Mobsters Throw Fund-Raisers To Help Pay Legal Fees
This article is from the archive of The New York Sun before the launch of its new website in 2022. The Sun has neither altered nor updated such articles but will seek to correct any errors, mis-categorizations or other problems introduced during transfer.

The mob generally takes a direct approach to fund raising: something like, “Your money or your kneecaps.” But two weeks ago, the Gambino family took a cue from the world of politics, where big-bucks fund-raisers are key tools of the trade.
The event was a well-attended $1,000-a-plate fund-raiser for Michael “Mikey Y” Yannotti, the mobster who was first acquitted by a jury of two murders, then acquitted in December by Federal Judge Shira Scheindlin of racketeering charges that included the 1992 kidnapping-shooting of the ABC Radio talk show host Curtis Sliwa.
Estimates of the total take vary, but from what several sources have told Gang Land, the benefit grossed between $250,000 and $400,000 to pay for the legal fees incurred by Yannotti, the alleged triggerman in the 1992 assault on Mr. Sliwa, who has criticized the judge’s ruling, which will spare Yannotti from the retrial next month of John A. “Junior” Gotti.
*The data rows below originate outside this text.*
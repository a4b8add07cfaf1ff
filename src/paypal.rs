use crate::config::Config;
use crate::credits::CreditPack;
use crate::errors::{truncate_chars, AppError};
use moka::future::Cache;
use regex::Regex;
use serde::{Deserialize, Serialize};
use serde_json::json;
use std::sync::LazyLock;
use std::time::Duration;
use url::Url;
use uuid::Uuid;

/// Brand shown on the PayPal approval page.
pub const BRAND_NAME: &str = "AI Prospect Engine";

const TOKEN_CACHE_KEY: &str = "client_credentials";
const TOKEN_TTL: Duration = Duration::from_secs(300);

static ORDER_TOKEN: LazyLock<Regex> =
    LazyLock::new(|| Regex::new(r"^[A-Z0-9]{1,64}$").expect("order token pattern is valid"));

/// PayPal order ids are short upper-case alphanumerics.
pub fn is_valid_order_token(token: &str) -> bool {
    ORDER_TOKEN.is_match(token)
}

#[derive(Debug, Deserialize)]
struct TokenResponse {
    access_token: String,
}

/// Metadata embedded in an order's `custom_id`.
#[derive(Debug, Clone, Default, PartialEq, Serialize, Deserialize)]
#[serde(rename_all = "camelCase")]
pub struct OrderMetadata {
    #[serde(default)]
    pub pack_id: String,
    #[serde(default)]
    pub user_id: String,
}

impl OrderMetadata {
    /// Unparseable metadata yields empty fields instead of an error.
    pub fn parse(custom_id: Option<&str>) -> Self {
        custom_id
            .and_then(|raw| serde_json::from_str(raw).ok())
            .unwrap_or_default()
    }
}

#[derive(Debug, Deserialize)]
struct Link {
    href: String,
    rel: String,
}

#[derive(Debug, Deserialize)]
struct CreatedOrder {
    id: Option<String>,
    #[serde(default)]
    links: Vec<Link>,
}

#[derive(Debug, Clone, Default, Deserialize)]
pub struct IssueDetail {
    pub issue: Option<String>,
    pub description: Option<String>,
}

#[derive(Debug, Clone, Default, Deserialize)]
pub struct Capture {
    pub custom_id: Option<String>,
}

#[derive(Debug, Clone, Default, Deserialize)]
pub struct Payments {
    #[serde(default)]
    pub captures: Vec<Capture>,
}

#[derive(Debug, Clone, Default, Deserialize)]
pub struct PurchaseUnit {
    pub custom_id: Option<String>,
    pub payments: Option<Payments>,
}

/// Capture response; error payloads share the same envelope.
#[derive(Debug, Clone, Default, Deserialize)]
pub struct CaptureResponse {
    pub status: Option<String>,
    pub name: Option<String>,
    pub message: Option<String>,
    #[serde(default)]
    pub details: Vec<IssueDetail>,
    #[serde(default)]
    pub purchase_units: Vec<PurchaseUnit>,
}

impl CaptureResponse {
    pub fn is_completed(&self) -> bool {
        self.status.as_deref() == Some("COMPLETED")
    }

    fn has_issue(&self, issue: &str) -> bool {
        self.details
            .first()
            .and_then(|d| d.issue.as_deref())
            .is_some_and(|i| i == issue)
            || self.message.as_deref().is_some_and(|m| m.contains(issue))
    }

    pub fn is_already_captured(&self) -> bool {
        self.has_issue("ORDER_ALREADY_CAPTURED")
    }

    pub fn is_declined(&self) -> bool {
        self.name.as_deref() == Some("INSTRUMENT_DECLINED") || self.has_issue("INSTRUMENT_DECLINED")
    }

    /// `custom_id` of the first capture, falling back to the purchase unit's.
    pub fn custom_id(&self) -> Option<&str> {
        let unit = self.purchase_units.first()?;
        unit.payments
            .as_ref()
            .and_then(|p| p.captures.first())
            .and_then(|c| c.custom_id.as_deref())
            .or(unit.custom_id.as_deref())
    }

    pub fn metadata(&self) -> OrderMetadata {
        OrderMetadata::parse(self.custom_id())
    }

    /// Best human-readable reason the processor gave.
    pub fn failure_message(&self) -> String {
        self.details
            .first()
            .and_then(|d| d.description.clone())
            .or_else(|| self.message.clone())
            .unwrap_or_else(|| "Payment not completed or pending.".to_string())
    }
}

/// Order parameters for one credit pack purchase.
#[derive(Debug, Clone)]
pub struct OrderRequest<'a> {
    pub pack: &'a CreditPack,
    pub user_id: Uuid,
    pub return_url: String,
    pub cancel_url: String,
}

impl OrderRequest<'_> {
    pub fn reference_id(&self, now_millis: i64) -> String {
        format!("{}_{}_{}", self.pack.id, self.user_id, now_millis)
    }

    pub fn body(&self, now_millis: i64) -> serde_json::Value {
        let custom_id = json!({
            "packId": self.pack.id,
            "userId": self.user_id.to_string(),
        })
        .to_string();

        json!({
            "intent": "CAPTURE",
            "purchase_units": [{
                "reference_id": self.reference_id(now_millis),
                "custom_id": custom_id,
                "amount": {
                    "currency_code": "USD",
                    "value": format!("{}.00", self.pack.price_usd),
                },
                "description": format!(
                    "{} - {} ({} Credits)",
                    BRAND_NAME, self.pack.label, self.pack.amount
                ),
            }],
            "payment_source": {
                "paypal": {
                    "experience_context": {
                        "brand_name": BRAND_NAME,
                        "user_action": "PAY_NOW",
                        "return_url": self.return_url,
                        "cancel_url": self.cancel_url,
                    }
                }
            }
        })
    }
}

/// PayPal Orders v2 client with a cached OAuth2 token.
#[derive(Clone)]
pub struct PayPalClient {
    client: reqwest::Client,
    base_url: String,
    client_id: Option<String>,
    client_secret: Option<String>,
    token_cache: Cache<&'static str, String>,
}

impl PayPalClient {
    pub fn new(config: &Config) -> Self {
        Self {
            client: reqwest::Client::new(),
            base_url: config.paypal_base_url.clone(),
            client_id: config.paypal_client_id.clone(),
            client_secret: config.paypal_client_secret.clone(),
            token_cache: Cache::builder()
                .time_to_live(TOKEN_TTL)
                .max_capacity(1)
                .build(),
        }
    }

    async fn access_token(&self) -> Result<String, AppError> {
        if let Some(token) = self.token_cache.get(TOKEN_CACHE_KEY).await {
            return Ok(token);
        }

        let (Some(client_id), Some(client_secret)) =
            (self.client_id.as_deref(), self.client_secret.as_deref())
        else {
            return Err(AppError::InternalError(
                "PayPal credentials not configured".to_string(),
            ));
        };

        let response = self
            .client
            .post(format!("{}/v1/oauth2/token", self.base_url))
            .basic_auth(client_id, Some(client_secret))
            .form(&[("grant_type", "client_credentials")])
            .send()
            .await
            .map_err(|e| AppError::ExternalApiError(format!("PayPal token request failed: {}", e)))?;

        if !response.status().is_success() {
            let status = response.status();
            let body = response.text().await.unwrap_or_default();
            tracing::error!("PayPal token request rejected ({}): {}", status, truncate_chars(&body, 200));
            return Err(AppError::ExternalApiError(
                "Failed to retrieve PayPal access token".to_string(),
            ));
        }

        let token: TokenResponse = response.json().await.map_err(|e| {
            AppError::ExternalApiError(format!("Failed to parse PayPal token response: {}", e))
        })?;

        self.token_cache
            .insert(TOKEN_CACHE_KEY, token.access_token.clone())
            .await;
        tracing::debug!("PayPal access token refreshed");

        Ok(token.access_token)
    }

    /// Creates an order and returns the buyer approval URL.
    pub async fn create_order(&self, order: &OrderRequest<'_>) -> Result<String, AppError> {
        let token = self.access_token().await?;
        let now_millis = chrono::Utc::now().timestamp_millis();

        let response = self
            .client
            .post(format!("{}/v2/checkout/orders", self.base_url))
            .bearer_auth(&token)
            .json(&order.body(now_millis))
            .send()
            .await
            .map_err(|e| AppError::ExternalApiError(format!("PayPal order request failed: {}", e)))?;

        if !response.status().is_success() {
            let status = response.status();
            let body = response.text().await.unwrap_or_default();
            return Err(AppError::ExternalApiError(format!(
                "PayPal order creation failed ({}): {}",
                status.as_u16(),
                truncate_chars(&body, 200)
            )));
        }

        let created: CreatedOrder = response.json().await.map_err(|e| {
            AppError::ExternalApiError(format!("Failed to parse PayPal order: {}", e))
        })?;

        let link = created
            .links
            .into_iter()
            .find(|l| l.rel == "payer-action" || l.rel == "approve")
            .ok_or_else(|| {
                AppError::ExternalApiError("PayPal order has no approval link".to_string())
            })?;

        tracing::info!(
            "Created PayPal order {} for user {} ({})",
            created.id.as_deref().unwrap_or("?"),
            order.user_id,
            order.pack.id
        );

        Ok(link.href)
    }

    /// `{base}/v2/checkout/orders/{token}/capture` with the token as one
    /// encoded path segment.
    fn capture_url(&self, order_token: &str) -> Result<Url, AppError> {
        let mut url = Url::parse(&self.base_url)
            .map_err(|e| AppError::InternalError(format!("Invalid PayPal base URL: {}", e)))?;
        url.path_segments_mut()
            .map_err(|_| AppError::InternalError("PayPal base URL cannot be a base".to_string()))?
            .pop_if_empty()
            .extend(["v2", "checkout", "orders", order_token, "capture"]);
        Ok(url)
    }

    /// Captures an approved order. Processor-side failures such as
    /// `ORDER_ALREADY_CAPTURED` come back as a parsed response, not an error.
    pub async fn capture_order(&self, order_token: &str) -> Result<CaptureResponse, AppError> {
        let token = self.access_token().await?;

        let url = self.capture_url(order_token)?;

        let response = self
            .client
            .post(url)
            .bearer_auth(&token)
            .header(reqwest::header::CONTENT_TYPE, "application/json")
            .send()
            .await
            .map_err(|e| AppError::ExternalApiError(format!("PayPal capture request failed: {}", e)))?;

        let status = response.status();
        let body = response.text().await.unwrap_or_default();

        serde_json::from_str(&body).map_err(|_| {
            AppError::ExternalApiError(format!(
                "PayPal capture returned {}: {}",
                status.as_u16(),
                truncate_chars(&body, 200)
            ))
        })
    }
}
Sources say more than 300 of Yannotti’s closest friends literally paid their respects to Mikey Y at the El Caribe in Mill Basin, Brooklyn, the same catering hall where the late John Gotti hosted a gala 1988 Christmas Party featuring continuous music from two bands and five-foot-tall stuffed animals as party favors.
Unlike that event – a showy celebration by the Dapper Don – the January 11 affair for Yannotti was much more modest, according to knowledgeable Gang Land sources. There was a buffet table, and – figure this one out – no hard liquor was served.
Essentially, the affair “was a beer and wine cocktail party … that lasted about five hours,” said one inside source, who estimated the number of attendees surpassed 350. “It started at seven. People came and went all night. And many who didn’t come sent an envelope.”
Another source, who attended but wasn’t there all night, pooh-poohed the figure, insisting that no more than 200 showed up for the party.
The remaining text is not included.